According to Wardle, it was able to circumvent all security measures introduced by Microsoft. Starting from a vulnerability in macOS, the security researcher developed an exploit chain that even levered Apple’s security framework to inject code and even execute it outside of the sandbox on a fully patched macOS Catalina.
To run a macro on macOS, an Office document must be opened with a Microsoft application. This application advises the user that a macro should be activated, which must be explicitly confirmed. MacOS also runs the office applications in a sandbox. Beyond that limitedthe execution of applications on apps signed by Apple. Wardle was able to bypass all of these precautions.

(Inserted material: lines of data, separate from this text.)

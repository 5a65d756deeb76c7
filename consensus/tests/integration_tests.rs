//! End-to-end tests driving the engine the way an embedding service would:
//! open accounts → submit claims → stake → resolve → inspect balances and
//! reputation.

use verity_consensus::{ClaimDraft, ClaimStatus, ConsensusEngine, ConsensusError, EngineConfig};
use verity_ledger::LedgerError;
use verity_reputation::Reputation;
use verity_types::{ClaimCategory, ClaimId, ParticipantId, Side, Timestamp, VrtAmount};

// ---------------------------------------------------------------------------
// Helpers
// ---------------------------------------------------------------------------

const NOW: Timestamp = Timestamp::new(1_700_000_000);

fn vrt(tokens: u64) -> VrtAmount {
    VrtAmount::from_tokens(tokens)
}

fn pid(name: &str) -> ParticipantId {
    ParticipantId::new(name)
}

/// Engine with an `author` (10 VRT) and the given participants.
fn setup(participants: &[(&str, u64)]) -> ConsensusEngine {
    let engine = ConsensusEngine::new();
    engine.open_account(pid("author"), vrt(10)).unwrap();
    for (name, tokens) in participants {
        engine.open_account(pid(name), vrt(*tokens)).unwrap();
    }
    engine
}

fn post(engine: &ConsensusEngine) -> ClaimId {
    let draft = ClaimDraft::new("Global sea levels rose 20cm since 1900", "Per NOAA data.")
        .with_category(ClaimCategory::Climate)
        .with_source("https://www.noaa.gov");
    engine.submit_claim(&pid("author"), draft, NOW).unwrap()
}

// ---------------------------------------------------------------------------
// Worked scenarios
// ---------------------------------------------------------------------------

#[test]
fn tie_between_equal_stakers_goes_to_dispute() {
    let engine = setup(&[("a", 100), ("b", 100)]);
    let claim = post(&engine);
    engine.place_stake(claim, &pid("a"), Side::Verify, vrt(10), NOW).unwrap();
    engine.place_stake(claim, &pid("b"), Side::Dispute, vrt(10), NOW).unwrap();

    let record = engine.resolve(claim, NOW).unwrap();

    assert!(!record.outcome);
    assert_eq!(record.winning_side(), Side::Dispute);
    assert_eq!(record.total_weight_verify, record.total_weight_dispute);
    assert_eq!(record.reward_pool, vrt(2));
    assert_eq!(record.payout(&pid("b")), vrt(2));
    assert_eq!(record.payout(&pid("a")), VrtAmount::ZERO);
    assert_eq!(record.retained, vrt(18));

    assert_eq!(engine.reputation().get(&pid("a")).value(), 45.0);
    assert_eq!(engine.reputation().get(&pid("b")).value(), 52.5);
    assert_eq!(engine.ledger().balance(&pid("a")).unwrap(), vrt(90));
    assert_eq!(engine.ledger().balance(&pid("b")).unwrap(), vrt(92));
    assert_eq!(engine.claim(claim).unwrap().status, ClaimStatus::Resolved);
}

#[test]
fn reward_scales_with_losing_stake() {
    let engine = setup(&[("expert", 100), ("loser", 100)]);
    engine
        .reputation()
        .insert(pid("expert"), Reputation::new(80.0));
    let claim = post(&engine);
    engine.place_stake(claim, &pid("expert"), Side::Verify, vrt(10), NOW).unwrap();
    engine.place_stake(claim, &pid("loser"), Side::Dispute, vrt(5), NOW).unwrap();

    let record = engine.resolve(claim, NOW).unwrap();

    assert!(record.outcome);
    assert_eq!(record.reward_pool, vrt(1));
    assert_eq!(record.payout(&pid("expert")), vrt(1));
    assert_eq!(record.payout_total(), vrt(1));
    assert_eq!(engine.ledger().balance(&pid("expert")).unwrap(), vrt(91));
    assert_eq!(engine.reputation().get(&pid("expert")).value(), 81.0);
}

#[test]
fn tokens_are_conserved_across_a_resolution() {
    let engine = setup(&[("a", 100), ("b", 100), ("c", 40)]);
    let before = engine.ledger().total_holdings();

    let claim = post(&engine);
    engine.place_stake(claim, &pid("a"), Side::Verify, vrt(33), NOW).unwrap();
    engine.place_stake(claim, &pid("b"), Side::Dispute, vrt(7), NOW).unwrap();
    engine.place_stake(claim, &pid("c"), Side::Verify, vrt(3), NOW).unwrap();
    let record = engine.resolve(claim, NOW).unwrap();

    assert_eq!(
        record.payout_total() + record.retained,
        record.verify_total + record.dispute_total
    );
    assert_eq!(engine.ledger().total_holdings(), before);
}

// ---------------------------------------------------------------------------
// Resolution rules
// ---------------------------------------------------------------------------

#[test]
fn second_resolve_fails_and_first_record_stands() {
    let engine = setup(&[("a", 100), ("b", 100)]);
    let claim = post(&engine);
    engine.place_stake(claim, &pid("a"), Side::Verify, vrt(20), NOW).unwrap();
    engine.place_stake(claim, &pid("b"), Side::Dispute, vrt(10), NOW).unwrap();

    let first = engine.resolve(claim, NOW).unwrap();
    let balance_a = engine.ledger().balance(&pid("a")).unwrap();
    let rep_a = engine.reputation().get(&pid("a"));

    let again = engine.resolve(claim, Timestamp::new(NOW.as_secs() + 60));
    assert_eq!(again, Err(ConsensusError::AlreadyResolved(claim)));
    assert_eq!(engine.resolution(claim), Some(first));
    assert_eq!(engine.ledger().balance(&pid("a")).unwrap(), balance_a);
    assert_eq!(engine.reputation().get(&pid("a")), rep_a);
}

#[test]
fn ties_resolve_the_same_way_every_time() {
    for _ in 0..20 {
        let engine = setup(&[("a", 100), ("b", 100), ("c", 100)]);
        engine.reputation().insert(pid("a"), Reputation::new(60.0));
        engine.reputation().insert(pid("b"), Reputation::new(40.0));
        engine.reputation().insert(pid("c"), Reputation::new(80.0));
        let claim = post(&engine);
        // 10·60 + 5·40 = 800 = 10·80
        engine.place_stake(claim, &pid("a"), Side::Verify, vrt(10), NOW).unwrap();
        engine.place_stake(claim, &pid("b"), Side::Verify, vrt(5), NOW).unwrap();
        engine.place_stake(claim, &pid("c"), Side::Dispute, vrt(10), NOW).unwrap();

        let record = engine.resolve(claim, NOW).unwrap();
        assert_eq!(record.total_weight_verify, record.total_weight_dispute);
        assert!(!record.outcome);
        assert_eq!(record.payout(&pid("c")), vrt(3));
    }
}

#[test]
fn reputation_is_read_at_resolution_time() {
    let engine = setup(&[("a", 100), ("b", 100)]);
    let claim = post(&engine);
    engine.place_stake(claim, &pid("a"), Side::Verify, vrt(10), NOW).unwrap();
    engine.place_stake(claim, &pid("b"), Side::Dispute, vrt(10), NOW).unwrap();

    // Equal at stake time; a's standing improves before resolution.
    engine.reputation().insert(pid("a"), Reputation::new(70.0));
    let record = engine.resolve(claim, NOW).unwrap();
    assert!(record.outcome);
    assert_eq!(record.payout(&pid("a")), vrt(2));
}

#[test]
fn sub_micro_reputation_edge_decides_the_claim() {
    let engine = setup(&[("v", 100), ("d", 100)]);
    engine.reputation().insert(pid("v"), Reputation::new(50.000_000_4));
    let claim = post(&engine);
    engine.place_stake(claim, &pid("v"), Side::Verify, vrt(10), NOW).unwrap();
    engine.place_stake(claim, &pid("d"), Side::Dispute, vrt(10), NOW).unwrap();

    let record = engine.resolve(claim, NOW).unwrap();
    assert!(record.total_weight_verify > record.total_weight_dispute);
    assert!(record.outcome);
    assert_eq!(record.payout(&pid("v")), vrt(2));
}

#[test]
fn one_sided_claim_rewards_nothing_but_reputation() {
    let engine = setup(&[("a", 100), ("b", 100)]);
    let claim = post(&engine);
    engine.place_stake(claim, &pid("a"), Side::Verify, vrt(10), NOW).unwrap();
    engine.place_stake(claim, &pid("b"), Side::Verify, vrt(15), NOW).unwrap();

    let record = engine.resolve(claim, NOW).unwrap();
    assert!(record.outcome);
    assert_eq!(record.reward_pool, VrtAmount::ZERO);
    assert_eq!(engine.ledger().sum_by_side(claim, Side::Dispute), VrtAmount::ZERO);
    assert!(record.reputation_changes.iter().all(|c| c.correct));
    assert_eq!(engine.reputation().get(&pid("a")).value(), 52.5);
    assert_eq!(engine.reputation().get(&pid("b")).value(), 52.5);
}

#[test]
fn claim_without_stakes_stays_open() {
    let engine = setup(&[("a", 100)]);
    let claim = post(&engine);
    assert_eq!(engine.resolve(claim, NOW), Err(ConsensusError::NoStakes(claim)));
    assert_eq!(engine.claim(claim).unwrap().status, ClaimStatus::Open);

    // Still usable afterwards.
    engine.cast_vote(claim, &pid("a"), Side::Dispute, NOW).unwrap();
    assert!(!engine.resolve(claim, NOW).unwrap().outcome);
}

// ---------------------------------------------------------------------------
// Staking failures
// ---------------------------------------------------------------------------

#[test]
fn failed_stakes_leave_no_trace() {
    let engine = setup(&[("a", 15)]);
    let claim = post(&engine);

    let zero = engine.place_stake(claim, &pid("a"), Side::Verify, VrtAmount::ZERO, NOW);
    assert_eq!(
        zero,
        Err(ConsensusError::Ledger(LedgerError::InvalidAmount(VrtAmount::ZERO)))
    );
    let too_much = engine.place_stake(claim, &pid("a"), Side::Verify, vrt(16), NOW);
    assert_eq!(
        too_much,
        Err(ConsensusError::Ledger(LedgerError::InsufficientBalance {
            needed: vrt(16),
            available: vrt(15),
        }))
    );
    let stranger = engine.place_stake(claim, &pid("ghost"), Side::Verify, vrt(1), NOW);
    assert!(matches!(
        stranger,
        Err(ConsensusError::Ledger(LedgerError::UnknownParticipant(_)))
    ));

    assert_eq!(engine.ledger().balance(&pid("a")).unwrap(), vrt(15));
    assert!(engine.ledger().stakes_for_claim(claim).is_empty());
    assert_eq!(engine.stats().stakes_rejected, 3);
    assert_eq!(engine.stats().stakes_recorded, 0);
}

#[test]
fn repeated_stakes_accumulate_per_side() {
    let engine = setup(&[("a", 100)]);
    let claim = post(&engine);
    engine.cast_vote(claim, &pid("a"), Side::Verify, NOW).unwrap();
    engine.place_stake(claim, &pid("a"), Side::Verify, vrt(5), NOW).unwrap();

    assert_eq!(engine.claim_totals(claim).unwrap(), (vrt(15), VrtAmount::ZERO));
    assert_eq!(engine.ledger().stakes_for_claim(claim).len(), 2);
    assert_eq!(engine.stats().total_staked, vrt(15));
}

// ---------------------------------------------------------------------------
// Configuration
// ---------------------------------------------------------------------------

#[test]
fn engine_honours_configured_params() {
    let config = EngineConfig::from_toml_str(
        r#"
        [params]
        post_cost = "0"
        redistribution_rate_bps = 5000
        "#,
    )
    .unwrap();
    let engine = ConsensusEngine::from_config(&config).unwrap();
    engine.open_account(pid("author"), VrtAmount::ZERO).unwrap();
    engine.open_account(pid("a"), vrt(100)).unwrap();
    engine.open_account(pid("b"), vrt(100)).unwrap();

    let claim = engine
        .submit_claim(&pid("author"), ClaimDraft::new("free", "post"), NOW)
        .unwrap();
    engine.place_stake(claim, &pid("a"), Side::Verify, vrt(10), NOW).unwrap();
    engine.place_stake(claim, &pid("b"), Side::Dispute, vrt(10), NOW).unwrap();

    let record = engine.resolve(claim, NOW).unwrap();
    assert_eq!(record.reward_pool, vrt(5));
    assert_eq!(engine.ledger().reserve(), vrt(15));
}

He used an outdated file format for his attack, but Office continues to support it for reasons of backward compatibility. However, files in SLK format are exempt from the macro warning – Office executes the macros it contains without asking.
In addition, Wardle used a bug that another researcher had discovered to leave the office sandbox. The sandbox finally leaves Wardle with a ZIP file, which macOS then processes without further prompting the user.
However, this chain of exploits is not carried out in one step. Each stage of the chain requires the victim to log in to their Mac again, so a total of two new registrations are required to take full control.
Apple and Microsoft were informed about the security problem months ago. According to Wardle, there are now patches for Office for Mac and macOS 10.15. However, the researcher criticized Apple’s lack of interest in his work.